WHAT IS REQUIRED: Count up every line of the data in which "shared" occurs. The reply is one number and nothing more.

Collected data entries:
+ + + + +

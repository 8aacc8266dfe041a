//! Domain-term overlap via a TF-IDF representation fitted on each text pair

use crate::processing::text_processor::TextProcessor;
use std::collections::{BTreeMap, BTreeSet};

/// Score used when either text has no weighted terms.
pub const NEUTRAL_DOMAIN_SCORE: f32 = 0.5;

/// Sparse TF-IDF row: term -> L2-normalised weight.
pub type TermVector = BTreeMap<String, f32>;

/// Smooth-idf TF-IDF vectorizer over stop-word filtered tokens.
///
/// The vocabulary and document frequencies come from the documents passed to
/// [`TfIdfVectorizer::fit_transform`] and nothing else.
pub struct TfIdfVectorizer<'a> {
    processor: &'a TextProcessor,
    idf: BTreeMap<String, f32>,
}

impl<'a> TfIdfVectorizer<'a> {
    pub fn new(processor: &'a TextProcessor) -> Self {
        Self {
            processor,
            idf: BTreeMap::new(),
        }
    }

    pub fn fit_transform(&mut self, documents: &[&str]) -> Vec<TermVector> {
        let term_counts: Vec<BTreeMap<String, usize>> = documents
            .iter()
            .map(|doc| {
                let mut counts = BTreeMap::new();
                for term in self.processor.content_terms(doc) {
                    *counts.entry(term).or_insert(0) += 1;
                }
                counts
            })
            .collect();

        let mut document_frequency: BTreeMap<&str, usize> = BTreeMap::new();
        for counts in &term_counts {
            for term in counts.keys() {
                *document_frequency.entry(term.as_str()).or_insert(0) += 1;
            }
        }

        let n = documents.len() as f32;
        self.idf = document_frequency
            .into_iter()
            .map(|(term, df)| {
                let idf = ((1.0 + n) / (1.0 + df as f32)).ln() + 1.0;
                (term.to_string(), idf)
            })
            .collect();

        term_counts
            .into_iter()
            .map(|counts| self.weigh(counts))
            .collect()
    }

    fn weigh(&self, counts: BTreeMap<String, usize>) -> TermVector {
        let mut row: TermVector = counts
            .into_iter()
            .map(|(term, tf)| {
                let idf = self.idf.get(&term).copied().unwrap_or(1.0);
                (term, tf as f32 * idf)
            })
            .collect();

        let norm = row.values().map(|w| w * w).sum::<f32>().sqrt();
        if norm > 0.0 {
            for weight in row.values_mut() {
                *weight /= norm;
            }
        }
        row
    }

    pub fn vocabulary_size(&self) -> usize {
        self.idf.len()
    }
}

pub struct DomainOverlapScorer {
    processor: TextProcessor,
}

impl Default for DomainOverlapScorer {
    fn default() -> Self {
        Self::new()
    }
}

impl DomainOverlapScorer {
    pub fn new() -> Self {
        Self {
            processor: TextProcessor::new(),
        }
    }

    /// Jaccard similarity of the weighted term sets of the two texts
    pub fn score(&self, student_text: &str, supervisor_text: &str) -> f32 {
        let mut vectorizer = TfIdfVectorizer::new(&self.processor);
        let rows = vectorizer.fit_transform(&[student_text, supervisor_text]);

        let student_terms = weighted_terms(&rows[0]);
        let supervisor_terms = weighted_terms(&rows[1]);

        if student_terms.is_empty() || supervisor_terms.is_empty() {
            return NEUTRAL_DOMAIN_SCORE;
        }

        let shared = student_terms.intersection(&supervisor_terms).count();
        let union = student_terms.union(&supervisor_terms).count();
        shared as f32 / union as f32
    }
}

fn weighted_terms(row: &TermVector) -> BTreeSet<&str> {
    row.iter()
        .filter(|(_, weight)| **weight > 0.0)
        .map(|(term, _)| term.as_str())
        .collect()
}
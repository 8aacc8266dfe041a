//! Report structures built from ranked match results

use crate::processing::profile::{MatchResult, ProjectDescription};
use crate::processing::scoring::DomainWeights;
use chrono::{DateTime, Utc};
use serde::{Deserialize, Serialize};

/// Version tag carried by exported matching data.
pub const MATCHING_VERSION: &str = "2.0";

/// Everything needed to render one matching run in any output format.
#[derive(Debug, Clone, Serialize, Deserialize)]
pub struct MatchReport {
    pub student: ProjectDescription,
    /// Matches selected for display, best first
    pub matches: Vec<MatchResult>,
    pub timestamp: DateTime<Utc>,
    pub matching_version: String,
    pub metadata: ReportMetadata,
}

#[derive(Debug, Clone, Serialize, Deserialize)]
pub struct ReportMetadata {
    pub embedding_model: String,
    pub weights: DomainWeights,
    /// Number of supervisors scored, before any display filtering
    pub total_candidates: usize,
    pub processing_time_ms: u64,
    pub tool_version: String,
}

/// Which ranked matches make it into the report.
#[derive(Debug, Clone, Copy)]
pub struct ReportOptions {
    /// 0 keeps every match
    pub top_n: usize,
    pub min_score: f32,
}

impl Default for ReportOptions {
    fn default() -> Self {
        Self { top_n: 0, min_score: 0.0 }
    }
}

#[derive(Debug, Clone, Copy, PartialEq, Eq)]
pub enum MatchStrength {
    Strong,
    Good,
    Moderate,
    Weak,
}

impl MatchStrength {
    pub fn from_score(score: f32) -> Self {
        match score {
            s if s >= 0.7 => MatchStrength::Strong,
            s if s >= 0.5 => MatchStrength::Good,
            s if s >= 0.3 => MatchStrength::Moderate,
            _ => MatchStrength::Weak,
        }
    }

    pub fn label(&self) -> &'static str {
        match self {
            MatchStrength::Strong => "STRONG",
            MatchStrength::Good => "GOOD",
            MatchStrength::Moderate => "MODERATE",
            MatchStrength::Weak => "WEAK",
        }
    }
}

impl MatchReport {
    pub fn new(
        student: ProjectDescription,
        ranked: Vec<MatchResult>,
        options: ReportOptions,
        embedding_model: impl Into<String>,
        weights: DomainWeights,
        processing_time_ms: u64,
    ) -> Self {
        let total_candidates = ranked.len();
        let limit = if options.top_n == 0 { usize::MAX } else { options.top_n };

        let matches = ranked
            .into_iter()
            .filter(|m| m.final_score >= options.min_score)
            .take(limit)
            .collect();

        Self {
            student,
            matches,
            timestamp: Utc::now(),
            matching_version: MATCHING_VERSION.to_string(),
            metadata: ReportMetadata {
                embedding_model: embedding_model.into(),
                weights,
                total_candidates,
                processing_time_ms,
                tool_version: env!("CARGO_PKG_VERSION").to_string(),
            },
        }
    }

    pub fn best_match(&self) -> Option<&MatchResult> {
        self.matches.first()
    }

    /// File name suggestion like `matching_data_ada_lovelace.json`
    pub fn suggested_file_stem(&self) -> String {
        format!(
            "matching_data_{}",
            self.student.student_name.trim().to_lowercase().replace(' ', "_")
        )
    }
}

#[cfg(test)]
mod tests {
    use super::*;
    use crate::processing::scoring::DetailedScores;
    use std::collections::BTreeSet;

    fn result(id: &str, score: f32) -> MatchResult {
        MatchResult {
            supervisor_id: id.to_string(),
            supervisor_name: format!("Dr. {}", id),
            department: None,
            final_score: score,
            detailed_scores: DetailedScores {
                research_alignment: score,
                methodology_match: 0.5,
                technical_skills: 0.0,
                domain_knowledge: 0.5,
            },
            matching_skills: BTreeSet::new(),
            methodology_overlap: Vec::new(),
        }
    }

    fn project() -> ProjectDescription {
        ProjectDescription::new("Ada Lovelace", "Engines", "Analytical engines")
    }

    #[test]
    fn test_top_n_and_min_score_filtering() {
        let ranked = vec![result("a", 0.8), result("b", 0.6), result("c", 0.2), result("d", 0.1)];
        let report = MatchReport::new(
            project(),
            ranked,
            ReportOptions { top_n: 3, min_score: 0.15 },
            "bert-base-uncased",
            DomainWeights::default(),
            12,
        );

        let ids: Vec<_> = report.matches.iter().map(|m| m.supervisor_id.as_str()).collect();
        assert_eq!(ids, vec!["a", "b", "c"]);
        assert_eq!(report.metadata.total_candidates, 4);
        assert_eq!(report.best_match().unwrap().supervisor_id, "a");
    }

    #[test]
    fn test_zero_top_n_keeps_all() {
        let report = MatchReport::new(
            project(),
            vec![result("a", 0.8), result("b", 0.6)],
            ReportOptions::default(),
            "m",
            DomainWeights::default(),
            0,
        );

        assert_eq!(report.matches.len(), 2);
        assert_eq!(report.matching_version, "2.0");
        assert_eq!(report.suggested_file_stem(), "matching_data_ada_lovelace");
    }

    #[test]
    fn test_match_strength_bands() {
        assert_eq!(MatchStrength::from_score(0.75), MatchStrength::Strong);
        assert_eq!(MatchStrength::from_score(0.5), MatchStrength::Good);
        assert_eq!(MatchStrength::from_score(0.31), MatchStrength::Moderate);
        assert_eq!(MatchStrength::from_score(0.0), MatchStrength::Weak);
    }
}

+ + + + +

FINAL ANSWER: 2